Everything took a different turn when scripture cropped up. The book in front of the Rabbi was the Torah, or part of it, printed in dense Hebrew black-letter that was irresistible to someone with a passion for alphabets; especially these particular letters, with their aura of magic. Laboriously I could phonetically decipher the sounds of some of the simpler words, without a glimmer of their meanings, of course, and this sign of interest gave pleasure. I showed them some of the words I had copied down in Bratislava from shops and Jewish newspapers in cafés, and the meanings, which I had forgotten, made them laugh; those biblical symbols recommended a stall for repairing umbrellas, or ‘Daniel Kisch, Koscher Würste und Salami.’ How did the Song of Miriam sound in the original, and the Song of Deborah; David’s lament for Absolom; and the rose of Sharon and the lily of the valley? The moment it became clear, through my clumsy translations into German, which passage I was trying to convey, the Rabbi at once began to recite, often accompanied by his sons. Our eyes were alight; it was like a marvellous game. Next came the rivers of Babylon, and the harps hanging on the willows: this they uttered in unfaltering unison, and when they came to ‘If I forget thee, O Jerusalem,’ the moment was extremely solemn.

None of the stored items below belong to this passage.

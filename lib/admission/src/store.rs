//! Coordination store abstraction.
//!
//! Admission control needs a handful of atomic key operations from a
//! shared store: set-if-absent with a TTL, compare-and-delete, and plain
//! reads. Anything offering those primitives can back the lock manager
//! and the deduplication service; the in-memory store here backs tests
//! and single-process deployments.

use std::collections::HashMap;
use std::fmt;
use std::time::{Duration, Instant};

use async_trait::async_trait;
use tokio::sync::Mutex;

/// Failure talking to the coordination store.
#[derive(Debug, Clone, PartialEq, Eq)]
pub struct StoreError {
    /// What went wrong.
    pub message: String,
}

impl StoreError {
    /// Creates a store error with a message.
    #[must_use]
    pub fn new(message: impl Into<String>) -> Self {
        Self {
            message: message.into(),
        }
    }
}

impl fmt::Display for StoreError {
    fn fmt(&self, f: &mut fmt::Formatter<'_>) -> fmt::Result {
        write!(f, "coordination store error: {}", self.message)
    }
}

impl std::error::Error for StoreError {}

/// Atomic key operations required by admission control.
#[async_trait]
pub trait CoordinationStore: Send + Sync {
    /// Atomically sets `key` to `value` with a TTL, only if the key is
    /// absent. Returns true if the key was set by this call.
    async fn set_if_absent(
        &self,
        key: &str,
        value: &str,
        ttl: Duration,
    ) -> Result<bool, StoreError>;

    /// Atomically deletes `key` only if it currently holds `expected`.
    /// Returns true if the key was deleted by this call.
    async fn compare_and_delete(&self, key: &str, expected: &str) -> Result<bool, StoreError>;

    /// Reads the current value of `key`, if present and unexpired.
    async fn get(&self, key: &str) -> Result<Option<String>, StoreError>;

    /// Deletes `key` unconditionally.
    async fn remove(&self, key: &str) -> Result<(), StoreError>;

    /// Returns the time left before `key` expires, if the key is present
    /// and has a TTL.
    async fn remaining_ttl(&self, key: &str) -> Result<Option<Duration>, StoreError>;
}

#[derive(Debug, Clone)]
struct Entry {
    value: String,
    expires_at: Instant,
}

impl Entry {
    fn expired(&self) -> bool {
        Instant::now() >= self.expires_at
    }
}

/// In-memory coordination store with lazy expiry.
#[derive(Default)]
pub struct MemoryStore {
    entries: Mutex<HashMap<String, Entry>>,
}

impl MemoryStore {
    /// Creates an empty store.
    #[must_use]
    pub fn new() -> Self {
        Self::default()
    }
}

#[async_trait]
impl CoordinationStore for MemoryStore {
    async fn set_if_absent(
        &self,
        key: &str,
        value: &str,
        ttl: Duration,
    ) -> Result<bool, StoreError> {
        let mut entries = self.entries.lock().await;
        if let Some(existing) = entries.get(key)
            && !existing.expired()
        {
            return Ok(false);
        }
        entries.insert(
            key.to_string(),
            Entry {
                value: value.to_string(),
                expires_at: Instant::now() + ttl,
            },
        );
        Ok(true)
    }

    async fn compare_and_delete(&self, key: &str, expected: &str) -> Result<bool, StoreError> {
        let mut entries = self.entries.lock().await;
        match entries.get(key) {
            Some(entry) if !entry.expired() && entry.value == expected => {
                entries.remove(key);
                Ok(true)
            }
            _ => Ok(false),
        }
    }

    async fn get(&self, key: &str) -> Result<Option<String>, StoreError> {
        let mut entries = self.entries.lock().await;
        match entries.get(key) {
            Some(entry) if !entry.expired() => Ok(Some(entry.value.clone())),
            Some(_) => {
                entries.remove(key);
                Ok(None)
            }
            None => Ok(None),
        }
    }

    async fn remove(&self, key: &str) -> Result<(), StoreError> {
        self.entries.lock().await.remove(key);
        Ok(())
    }

    async fn remaining_ttl(&self, key: &str) -> Result<Option<Duration>, StoreError> {
        let entries = self.entries.lock().await;
        Ok(entries.get(key).and_then(|entry| {
            entry
                .expires_at
                .checked_duration_since(Instant::now())
                .filter(|remaining| !remaining.is_zero())
        }))
    }
}
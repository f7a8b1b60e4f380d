//! Trigger registration and reverse lookup for the switchyard execution
//! core.
//!
//! Deployed workflows register their trigger nodes here under normalized
//! index keys, so an incoming event finds its candidate workflows with a
//! map lookup instead of a scan.

pub mod index;

pub use index::{
    DeploymentStatus, TriggerIndex, TriggerKind, TriggerRegistration, normalize_index_key,
};
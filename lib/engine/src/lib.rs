//! Workflow execution engine for the switchyard execution core.
//!
//! The engine takes a validated workflow document and a triggering event,
//! schedules the reachable nodes in deterministic topological order, and
//! produces an `Execution` record of the run. Data moves between nodes
//! along connections, optionally reshaped by sandboxed conversion
//! snippets.

pub mod convert;
pub mod engine;
pub mod error;
pub mod execution;
pub mod runner;

pub use convert::{CompiledConversion, ConversionError, ConversionEvaluator};
pub use engine::ExecutionEngine;
pub use error::EngineError;
pub use execution::{Execution, ExecutionState, NodeExecution, NodeExecutionState};
pub use runner::{EchoRunner, NodeRunner, RunnerError, RunnerRegistry, TransformRunner};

By this time the other-worldly Rabbi and his sons and I were excited. Enthusiasm ran high. These passages, so famous in England, were doubly charged with meaning for them, and their emotion was infectious. They seemed astonished—touched, too—that their tribal poetry enjoyed such glory and affection in the outside world; utterly cut off, I think they had no inkling of this. A feeling of great warmth and delight had sprung up and the Rabbi kept polishing his glasses, not for use, but out of enjoyment and nervous energy, and his brother surveyed us with benevolent amusement. It got dark while we sat at the table, and when he took off the glass chimney to light the paraffin lamp, three pairs of spectacles flashed. If it had been Friday night, the Rabbi said, they would have asked me to light it; he explained about the shabbas goy. This was the Sabbath-gentile whom well-off Jews—“not like us”—employed in their houses to light fires and lamps and tie and untie knots or perform the many tasks the Law forbids on the Seventh Day. I said I was sorry it was only Thursday (the Sabbath begins at sunset on Friday) as I could have made myself useful for a change. We said good-night with laughter.